Debugging the program with GDB does not show what file or line number an instruction comes from. For example, break _start shows "Breakpoint 1 at 0x401000" rather than "Breakpoint 1 at 0x400080: file foo.asm, line 4." as shown in this blog post. Switching to layout regs shows "No Source Available" rather than where in the source the current instruction is found. list does show the source, but it switches back to "No Source Available" upon stepping to the next instruction.

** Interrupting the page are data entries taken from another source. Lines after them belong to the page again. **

//! Per chunk stream bookkeeping.
//!
//! Compressed headers omit fields that are inherited from the previous header
//! seen on the same chunk stream. Each direction keeps its own map of these
//! states; the pipeline loop that owns the direction owns the map.

use tracing::warn;

use crate::header::ChunkHeader;
use crate::types::{HeaderFormat, Message, RtmpError};

/// A header with every omitted field filled in, plus the absolute timestamp
/// resolved for the message it belongs to.
#[derive(Debug, Clone, Copy, PartialEq, Eq)]
pub struct ResolvedHeader {
    pub header: ChunkHeader,
    pub absolute_timestamp: u32,
}

/// Receive-side state of one chunk stream.
#[derive(Debug)]
pub struct InboundChunkStream {
    id: u32,
    last_header: Option<ChunkHeader>,
    last_absolute_timestamp: u32,
    current_message: Option<Message>,
}

impl InboundChunkStream {
    pub fn new(id: u32) -> Self {
        Self {
            id,
            last_header: None,
            last_absolute_timestamp: 0,
            current_message: None,
        }
    }

    pub fn id(&self) -> u32 {
        self.id
    }

    pub fn last_header(&self) -> Option<&ChunkHeader> {
        self.last_header.as_ref()
    }

    pub fn last_absolute_timestamp(&self) -> u32 {
        self.last_absolute_timestamp
    }

    /// Whether a message is partway through reassembly.
    pub fn has_current_message(&self) -> bool {
        self.current_message.is_some()
    }

    /// Complete `header` from the previous header on this stream and record it
    /// as the new previous header.
    ///
    /// A continuation header that carries the next chunk of an in-progress
    /// message keeps that message's timestamp. Any other header starts a new
    /// message: `Full` sets the absolute timestamp directly, the compressed
    /// formats add their delta to the last absolute timestamp, and a
    /// continuation header reapplies the previous delta.
    pub fn resolve(&mut self, mut header: ChunkHeader) -> Result<ResolvedHeader, RtmpError> {
        let absolute_timestamp = match (header.format, self.last_header) {
            (HeaderFormat::Full, _) => header.timestamp,
            (format, None) => {
                return Err(RtmpError::MissingPreviousHeader {
                    chunk_stream_id: self.id,
                    format,
                })
            }
            (HeaderFormat::SameStream, Some(last)) => {
                header.message_stream_id = last.message_stream_id;
                self.last_absolute_timestamp.wrapping_add(header.timestamp)
            }
            (HeaderFormat::SameLengthAndStream, Some(last)) => {
                header.message_stream_id = last.message_stream_id;
                header.message_length = last.message_length;
                header.message_type = last.message_type;
                self.last_absolute_timestamp.wrapping_add(header.timestamp)
            }
            (HeaderFormat::Continuation, Some(last)) => {
                header.message_stream_id = last.message_stream_id;
                header.message_length = last.message_length;
                header.message_type = last.message_type;
                header.timestamp = last.timestamp;
                match &self.current_message {
                    Some(message) => message.absolute_timestamp,
                    None => self.last_absolute_timestamp.wrapping_add(last.timestamp),
                }
            }
        };

        if header.format != HeaderFormat::Continuation && self.current_message.is_some() {
            warn!(
                "chunk stream {} started a new message before the previous one completed",
                self.id
            );
            self.current_message = None;
        }

        self.last_header = Some(header);
        self.last_absolute_timestamp = absolute_timestamp;

        Ok(ResolvedHeader {
            header,
            absolute_timestamp,
        })
    }

    /// Take the in-progress message, or start a new one sized by `resolved`.
    pub fn take_or_start_message(&mut self, resolved: &ResolvedHeader) -> Message {
        self.current_message.take().unwrap_or_else(|| {
            let header = &resolved.header;
            Message::partial(
                header.message_type,
                header.chunk_stream_id,
                header.message_stream_id,
                header.calculate_timestamp(),
                resolved.absolute_timestamp,
                header.message_length,
            )
        })
    }

    /// Park an incomplete message until the next chunk arrives.
    pub fn store_message(&mut self, message: Message) {
        self.current_message = Some(message);
    }

    /// Drop the in-progress message, as requested by an abort message.
    pub fn abort_message(&mut self) -> Option<Message> {
        self.current_message.take()
    }
}

/// Send-side state of one chunk stream.
#[derive(Debug)]
pub struct OutboundChunkStream {
    id: u32,
    last_header: Option<ChunkHeader>,
}

impl OutboundChunkStream {
    pub fn new(id: u32) -> Self {
        Self {
            id,
            last_header: None,
        }
    }

    pub fn id(&self) -> u32 {
        self.id
    }

    pub fn last_header(&self) -> Option<&ChunkHeader> {
        self.last_header.as_ref()
    }

    /// Build the first-chunk header for `message`. Every message starts with a
    /// `Full` header.
    pub fn new_header(&mut self, message: &Message) -> ChunkHeader {
        let header = ChunkHeader {
            format: HeaderFormat::Full,
            chunk_stream_id: self.id,
            timestamp: message.timestamp,
            message_length: message.length,
            message_type: message.typ,
            message_stream_id: message.stream_id,
        };
        self.last_header = Some(header);
        header
    }
}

objdump -g foo seems to show that the required debug information is there:

foo:     file format elf64-x86-64
...
The File Name Table (offset 0x1c):
  Entry Dir     Time    Size    Name
  1     0       0       0       foo.asm

 Line Number Statements:
  [0x00000028]  Extended opcode 2: set Address to 0x401000
  [0x00000033]  Special opcode 8: advance Address by 0 to 0x401000 and Line by 3 to 4
  [0x00000034]  Special opcode 76: advance Address by 5 to 0x401005 and Line by 1 to 5
  [0x00000035]  Special opcode 76: advance Address by 5 to 0x40100a and Line by 1 to 6
  [0x00000036]  Advance PC by 2 to 0x40100c
  [0x00000038]  Extended opcode 1: End of Sequence

Ubuntu 22.04, NASM 2.15.05, GDB 12.09

  • What exact command are you using to run the program in the debugger? – Michael Petch Jun 21 '22 at 05:04
  • Why do you need to see the source lines to debug an assembly program? The debugger can already show you the assembly instructions with its disassembler. – xiver77 Jun 21 '22 at 07:08
  • Apparently recent gnu tools switched to a newer dwarf format that nasm can not yet produce. – Jester Jun 21 '22 at 10:20
  • @MichaelPetch, running with `b _start` then `run`. @xiver77, yes, gdb can show the disassembly as you execute each line but it's a little hard to follow the raw numbers in the disassembly since you lose the symbol names. Also, when you need to step through a few instructions to get to the one you care about, it's a lot faster to be able to see the whole source as you execute. – Joey Shepard Jun 21 '22 at 12:11
  • @Jester, thanks. So, maybe downgrade gdb and wait for NASM to catch up? – Joey Shepard Jun 21 '22 at 12:17
  • @JoeyShepard Are you sure GDB looses symbol names? AFAIK symbol names are different from debug symbols. At least GDB doesn't loose symbol names if an executable compiled from C without debugging symbols isn't stripped. – xiver77 Jun 21 '22 at 12:21
  • @xiver77, GDB still matches addresses to label names, but it loses all the constants and variable names resolved at assembly time. You need to see the source for those. – Joey Shepard Jun 21 '22 at 12:42

4 Answers4

5

I setup an Ubuntu 22.04 VM and found that I could reproduce the issue that you are seeing there, however, on my local machine, I could not reproduce the problem.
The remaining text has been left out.